[Dataset entries]
+++
use crate::store::SnapshotStore;
use serde::Serialize;

/// Allocation timeline recorded alongside the snapshot.
#[derive(Debug, Clone, PartialEq, Serialize)]
#[serde(rename_all = "camelCase")]
pub struct Samples {
    /// Milliseconds since the start of recording.
    pub timestamps: Vec<f64>,
    pub last_assigned_ids: Vec<u64>,
    /// Bytes of live JS objects allocated within each sample interval.
    pub size_for_range: Vec<u64>,
}

impl Samples {
    /// Interval a node id was allocated in, if it falls inside the timeline.
    pub fn range_of(&self, node_id: u64) -> Option<usize> {
        let range = self.last_assigned_ids.partition_point(|id| *id < node_id);
        (range < self.last_assigned_ids.len()).then_some(range)
    }
}

pub fn build_samples(store: &SnapshotStore) -> Option<Samples> {
    let layout = store.layout();
    if store.samples.is_empty() {
        return None;
    }
    let (timestamp_offset, last_assigned_id_offset) =
        match (layout.sample_timestamp_offset, layout.sample_last_assigned_id_offset) {
            (Some(t), Some(l)) => (t, l),
            _ => {
                warn!("snapshot has samples but no timestamp_us/last_assigned_id fields");
                return None;
            }
        };
    let stride = layout.sample_fields_count;
    let sample_count = store.samples.len() / stride;
    let mut timestamps = Vec::with_capacity(sample_count);
    let mut last_assigned_ids = Vec::with_capacity(sample_count);
    for sample in store.samples.chunks_exact(stride) {
        timestamps.push(sample[timestamp_offset] as f64 / 1000.0);
        last_assigned_ids.push(sample[last_assigned_id_offset]);
    }
    let mut samples = Samples {
        timestamps,
        last_assigned_ids,
        size_for_range: vec![0; sample_count],
    };

    for ordinal in 0..store.node_count() {
        let node_index = store.node_index(ordinal);
        let id = store.node_id(node_index);
        // JS objects have odd ids.
        if id % 2 == 0 {
            continue;
        }
        match samples.range_of(id as u64) {
            Some(range) => samples.size_for_range[range] += store.node_self_size(node_index) as u64,
            None => debug!("object @{} was allocated after the last sample", id),
        }
    }
    Some(samples)
}

#[cfg(test)]
mod tests {
    use super::*;
    use crate::test_util::SnapshotBuilder;

    #[test]
    fn test_sizes_bucket_by_last_assigned_id() {
        let mut b = SnapshotBuilder::new();
        let a = b.add_node("object", "A", 10);
        let c = b.add_node("object", "C", 20);
        let d = b.add_node("object", "D", 40);
        let native = b.add_node("native", "N", 80);
        let late = b.add_node("object", "Late", 160);
        b.set_id(0, 0);
        b.set_id(a, 3);
        b.set_id(c, 5);
        b.set_id(d, 9);
        b.set_id(native, 4);
        b.set_id(late, 101);
        // (timestamp_us, last_assigned_id)
        b.samples = vec![1000, 4, 2500, 9];
        let store = SnapshotStore::from_document(b.document()).unwrap();
        let samples = build_samples(&store).unwrap();
        assert_eq!(samples.timestamps, vec![1.0, 2.5]);
        assert_eq!(samples.last_assigned_ids, vec![4, 9]);
        // a in the first interval; c and d in the second; native and late skipped
        assert_eq!(samples.size_for_range, vec![10, 60]);
        assert_eq!(samples.range_of(9), Some(1));
        assert_eq!(samples.range_of(10), None);
    }

    #[test]
    fn test_no_samples() {
        let b = SnapshotBuilder::new();
        let store = SnapshotStore::from_document(b.document()).unwrap();
        assert!(build_samples(&store).is_none());
    }
}
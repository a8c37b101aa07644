#[macro_use]
extern crate lazy_static;

#[macro_use]
extern crate log;

pub mod aggregates;
mod classify;
mod cli;
pub mod constants;
mod distance;
mod document;
pub mod dominator;
mod error;
mod export;
mod flags;
mod layout;
mod mark;
mod names;
mod roots;
pub mod samples;
mod snapshot;
pub mod statistics;
mod store;
#[cfg(test)]
mod test_util;
mod variant;
mod view;
mod worker;

pub use crate::aggregates::{Aggregate, NodeFilter};
pub use crate::classify::EdgeClassifier;
pub use crate::cli::*;
pub use crate::document::{SnapshotDocument, SnapshotHeader, SnapshotMeta, TypeDescriptor};
pub use crate::dominator::DominatorTree;
pub use crate::error::{Result, SnapshotError};
pub use crate::export::{aggregates_frame, export_aggregates};
pub use crate::flags::NodeFlags;
pub use crate::layout::Layout;
pub use crate::samples::Samples;
pub use crate::snapshot::{AnalysisOptions, JsHeapSnapshot};
pub use crate::statistics::Statistics;
pub use crate::store::SnapshotStore;
pub use crate::variant::{NodePredicate, SnapshotVariant};
pub use crate::view::{EdgeName, EdgeView, NodeName, NodeView, RetainerEdgeView, SerializedEdge, SerializedNode};
pub use crate::worker::{AnalysisReport, AnalysisWorker, SnapshotSource};
//! Dominator tree and retained sizes.
//!
//! The tree is computed with the iterative algorithm of Cooper, Harvey and
//! Kennedy ("A Simple, Fast Dominance Algorithm") over a post-order of the
//! graph that ignores weak and shortcut edges.

use crate::classify::EdgeClassifier;
use crate::flags::NodeFlags;
use crate::store::SnapshotStore;
use fixedbitset::FixedBitSet;
use std::time::Instant;

/// Page ownership used to keep debugger-held objects from stealing
/// dominance over page objects. `None` treats every node as page owned.
#[derive(Clone, Copy)]
pub struct UserObjects<'a> {
    pub map: &'a [NodeFlags],
    pub flag: NodeFlags,
}

#[inline]
fn is_user_object(user_objects: Option<UserObjects<'_>>, ordinal: usize) -> bool {
    user_objects.map_or(true, |u| u.map[ordinal].intersects(u.flag))
}

#[inline]
fn is_dominance_edge(classifier: EdgeClassifier, edge_type: u32) -> bool {
    !classifier.is_weak(edge_type) && !classifier.is_shortcut(edge_type)
}

#[derive(Debug)]
pub struct PostOrder {
    pub post_order_index_to_ordinal: Vec<u32>,
    pub ordinal_to_post_order_index: Vec<u32>,
}

fn describe(store: &SnapshotStore, ordinal: usize) -> String {
    let node_index = store.node_index(ordinal);
    format!("{} @{}", store.node_raw_name(node_index), store.node_id(node_index))
}

fn has_only_weak_retainers(store: &SnapshotStore, classifier: EdgeClassifier, ordinal: usize) -> bool {
    store
        .retainer_indexes(ordinal)
        .all(|r| !is_dominance_edge(classifier, store.edge_type(store.retaining_edge(r))))
}

/// Depth-first post-order from the root. The root always gets the last
/// post-order index, and every node gets exactly one index even when it is
/// unreachable.
pub fn build_post_order_index(
    store: &SnapshotStore,
    classifier: EdgeClassifier,
    user_objects: Option<UserObjects<'_>>,
) -> PostOrder {
    let node_count = store.node_count();
    let root = store.root_node_ordinal();
    let first_edge_indexes = store.first_edge_indexes();
    let edge_fields_count = store.layout().edge_fields_count as u32;

    let mut stack_nodes = vec![0u32; node_count];
    let mut stack_current_edge = vec![0u32; node_count];
    let mut post_order_index_to_ordinal = vec![0u32; node_count];
    let mut ordinal_to_post_order_index = vec![0u32; node_count];
    let mut visited = FixedBitSet::with_capacity(node_count);
    let mut post_order_index = 0usize;

    let mut stack_top: isize = 0;
    stack_nodes[0] = root as u32;
    stack_current_edge[0] = first_edge_indexes[root];
    visited.insert(root);

    let mut iteration = 0;
    loop {
        iteration += 1;
        while stack_top >= 0 {
            let top = stack_top as usize;
            let ordinal = stack_nodes[top] as usize;
            let edge_index = stack_current_edge[top];
            let edges_end = first_edge_indexes[ordinal + 1];

            if edge_index < edges_end {
                stack_current_edge[top] += edge_fields_count;
                let edge_index = edge_index as usize;
                if !is_dominance_edge(classifier, store.edge_type(edge_index)) {
                    continue;
                }
                let child = store.edge_to_ordinal(edge_index);
                if visited.contains(child) {
                    continue;
                }
                // Edges from objects the page does not own into page objects
                // would let debugger-held references decide dominance.
                if ordinal != root
                    && is_user_object(user_objects, child)
                    && !is_user_object(user_objects, ordinal)
                {
                    continue;
                }
                stack_top += 1;
                let top = stack_top as usize;
                stack_nodes[top] = child as u32;
                stack_current_edge[top] = first_edge_indexes[child];
                visited.insert(child);
            } else {
                ordinal_to_post_order_index[ordinal] = post_order_index as u32;
                post_order_index_to_ordinal[post_order_index] = ordinal as u32;
                post_order_index += 1;
                stack_top -= 1;
            }
        }

        if post_order_index == node_count || iteration > 1 {
            break;
        }

        // Retract the root and put it at the bottom of the stack, so it is
        // numbered after the orphans' subgraphs.
        post_order_index -= 1;
        stack_top = 0;
        stack_nodes[0] = root as u32;
        stack_current_edge[0] = first_edge_indexes[root + 1];
        let mut orphans = vec![];
        for ordinal in 0..node_count {
            if visited.contains(ordinal) || !has_only_weak_retainers(store, classifier, ordinal) {
                continue;
            }
            stack_top += 1;
            let top = stack_top as usize;
            stack_nodes[top] = ordinal as u32;
            stack_current_edge[top] = first_edge_indexes[ordinal];
            visited.insert(ordinal);
            orphans.push(describe(store, ordinal));
        }
        warn!(
            "Heap snapshot: {} nodes are unreachable from the root. Following nodes have only weak retainers: {}",
            node_count - post_order_index - 1,
            orphans.join(", ")
        );
    }

    if post_order_index != node_count {
        post_order_index -= 1;
        let mut unreachable = vec![];
        for ordinal in 0..node_count {
            if visited.contains(ordinal) {
                continue;
            }
            unreachable.push(describe(store, ordinal));
            ordinal_to_post_order_index[ordinal] = post_order_index as u32;
            post_order_index_to_ordinal[post_order_index] = ordinal as u32;
            post_order_index += 1;
        }
        ordinal_to_post_order_index[root] = post_order_index as u32;
        post_order_index_to_ordinal[post_order_index] = root as u32;
        warn!(
            "Still found {} unreachable nodes in heap snapshot: {}",
            unreachable.len(),
            unreachable.join(", ")
        );
    }

    PostOrder {
        post_order_index_to_ordinal,
        ordinal_to_post_order_index,
    }
}

/// Immediate dominator of every node, addressed by ordinal. The root
/// dominates itself.
pub fn build_dominators(
    store: &SnapshotStore,
    classifier: EdgeClassifier,
    user_objects: Option<UserObjects<'_>>,
    post_order: &PostOrder,
) -> Vec<u32> {
    let post_to_ordinal = &post_order.post_order_index_to_ordinal;
    let ordinal_to_post = &post_order.ordinal_to_post_order_index;
    let nodes_count = post_to_ordinal.len();
    let root_post_ordered_index = nodes_count - 1;
    let no_entry = nodes_count as u32;
    let root_node_index = store.root_node_index();

    let mut dominators = vec![no_entry; nodes_count];
    dominators[root_post_ordered_index] = root_post_ordered_index as u32;

    // Entries whose retainers changed and need their dominator recomputed.
    let mut affected = FixedBitSet::with_capacity(nodes_count);
    for edge_index in store.edge_indexes(store.root_node_ordinal()) {
        if !is_dominance_edge(classifier, store.edge_type(edge_index)) {
            continue;
        }
        affected.insert(ordinal_to_post[store.edge_to_ordinal(edge_index)] as usize);
    }
    // Nodes held only through weak or shortcut edges settle on the root and
    // pass that on to their children.
    let root_ordinal = store.root_node_ordinal();
    for ordinal in 0..nodes_count {
        if ordinal != root_ordinal && has_only_weak_retainers(store, classifier, ordinal) {
            affected.insert(ordinal_to_post[ordinal] as usize);
        }
    }

    let mut changed = true;
    while changed {
        changed = false;
        for post_order_index in (0..root_post_ordered_index).rev() {
            if !affected.contains(post_order_index) {
                continue;
            }
            affected.set(post_order_index, false);
            // Already at the root, cannot move any higher.
            if dominators[post_order_index] == root_post_ordered_index as u32 {
                continue;
            }
            let ordinal = post_to_ordinal[post_order_index] as usize;
            let node_flag = is_user_object(user_objects, ordinal);
            let mut new_dominator = no_entry;
            let mut orphan = true;
            for retainer_index in store.retainer_indexes(ordinal) {
                let edge_type = store.edge_type(store.retaining_edge(retainer_index));
                let retainer_node_index = store.retaining_node(retainer_index);
                if !is_dominance_edge(classifier, edge_type) {
                    continue;
                }
                orphan = false;
                let retainer_ordinal = store.ordinal(retainer_node_index);
                if retainer_node_index != root_node_index
                    && node_flag
                    && !is_user_object(user_objects, retainer_ordinal)
                {
                    continue;
                }
                let mut retainer_post = ordinal_to_post[retainer_ordinal];
                if dominators[retainer_post as usize] == no_entry {
                    continue;
                }
                if new_dominator == no_entry {
                    new_dominator = retainer_post;
                } else {
                    while retainer_post != new_dominator {
                        while retainer_post < new_dominator {
                            retainer_post = dominators[retainer_post as usize];
                        }
                        while new_dominator < retainer_post {
                            new_dominator = dominators[new_dominator as usize];
                        }
                    }
                }
                if new_dominator == root_post_ordered_index as u32 {
                    break;
                }
            }
            if orphan {
                new_dominator = root_post_ordered_index as u32;
            }
            if new_dominator != no_entry && dominators[post_order_index] != new_dominator {
                dominators[post_order_index] = new_dominator;
                changed = true;
                for edge_index in store.edge_indexes(ordinal) {
                    affected.insert(ordinal_to_post[store.edge_to_ordinal(edge_index)] as usize);
                }
            }
        }
    }

    let root = store.root_node_ordinal() as u32;
    let mut dominators_tree = vec![0u32; nodes_count];
    for (post_order_index, dominator) in dominators.iter().enumerate() {
        let ordinal = post_to_ordinal[post_order_index] as usize;
        // Nodes no retainer could settle hang off the root.
        dominators_tree[ordinal] = if *dominator == no_entry {
            root
        } else {
            post_to_ordinal[*dominator as usize]
        };
    }
    dominators_tree
}

/// Self size plus the self sizes of everything a node dominates.
pub fn calculate_retained_sizes(
    store: &SnapshotStore,
    dominators_tree: &[u32],
    post_order: &PostOrder,
) -> Vec<u64> {
    let node_count = store.node_count();
    let mut retained_sizes: Vec<u64> = (0..node_count)
        .map(|ordinal| store.node_self_size(store.node_index(ordinal)) as u64)
        .collect();
    for post_order_index in 0..node_count.saturating_sub(1) {
        let ordinal = post_order.post_order_index_to_ordinal[post_order_index] as usize;
        let dominator = dominators_tree[ordinal] as usize;
        retained_sizes[dominator] += retained_sizes[ordinal];
    }
    retained_sizes
}

/// Children of each node in the dominator tree, as a CSR of node indexes.
pub fn build_dominated_nodes(store: &SnapshotStore, dominators_tree: &[u32]) -> (Vec<u32>, Vec<u32>) {
    let node_count = store.node_count();
    let root = store.root_node_ordinal();
    let mut first_dominated_node_index = vec![0u32; node_count + 1];
    for (ordinal, dominator) in dominators_tree.iter().enumerate() {
        if ordinal != root {
            first_dominated_node_index[*dominator as usize] += 1;
        }
    }
    let mut start = 0u32;
    for slot in first_dominated_node_index.iter_mut() {
        let count = *slot;
        *slot = start;
        start += count;
    }

    let mut cursor = first_dominated_node_index.clone();
    let mut dominated_nodes = vec![0u32; node_count.saturating_sub(1)];
    for (ordinal, dominator) in dominators_tree.iter().enumerate() {
        if ordinal == root {
            continue;
        }
        let slot = &mut cursor[*dominator as usize];
        dominated_nodes[*slot as usize] = store.node_index(ordinal) as u32;
        *slot += 1;
    }
    (first_dominated_node_index, dominated_nodes)
}

/// Everything derived from the dominator relation.
#[derive(Debug)]
pub struct DominatorTree {
    dominators: Vec<u32>,
    retained_sizes: Vec<u64>,
    first_dominated_node_index: Vec<u32>,
    dominated_nodes: Vec<u32>,
}

impl DominatorTree {
    pub fn build(
        store: &SnapshotStore,
        classifier: EdgeClassifier,
        user_objects: Option<UserObjects<'_>>,
    ) -> DominatorTree {
        let start = Instant::now();
        let post_order = build_post_order_index(store, classifier, user_objects);
        let dominators = build_dominators(store, classifier, user_objects, &post_order);
        let retained_sizes = calculate_retained_sizes(store, &dominators, &post_order);
        let (first_dominated_node_index, dominated_nodes) = build_dominated_nodes(store, &dominators);
        info!(
            "Built dominator tree for {} nodes in {} ms",
            store.node_count(),
            start.elapsed().as_millis()
        );
        DominatorTree {
            dominators,
            retained_sizes,
            first_dominated_node_index,
            dominated_nodes,
        }
    }

    /// Ordinal of the immediate dominator of `ordinal`.
    pub fn dominator(&self, ordinal: usize) -> usize {
        self.dominators[ordinal] as usize
    }

    pub fn dominators(&self) -> &[u32] {
        &self.dominators
    }

    pub fn retained_sizes(&self) -> &[u64] {
        &self.retained_sizes
    }

    /// Node indexes of the nodes `ordinal` immediately dominates.
    pub fn dominated(&self, ordinal: usize) -> &[u32] {
        let begin = self.first_dominated_node_index[ordinal] as usize;
        let end = self.first_dominated_node_index[ordinal + 1] as usize;
        &self.dominated_nodes[begin..end]
    }
}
+++
### Work request
Say, as a single number and nothing more, how many lines of the entries contain the word "visited".

### Answer below
7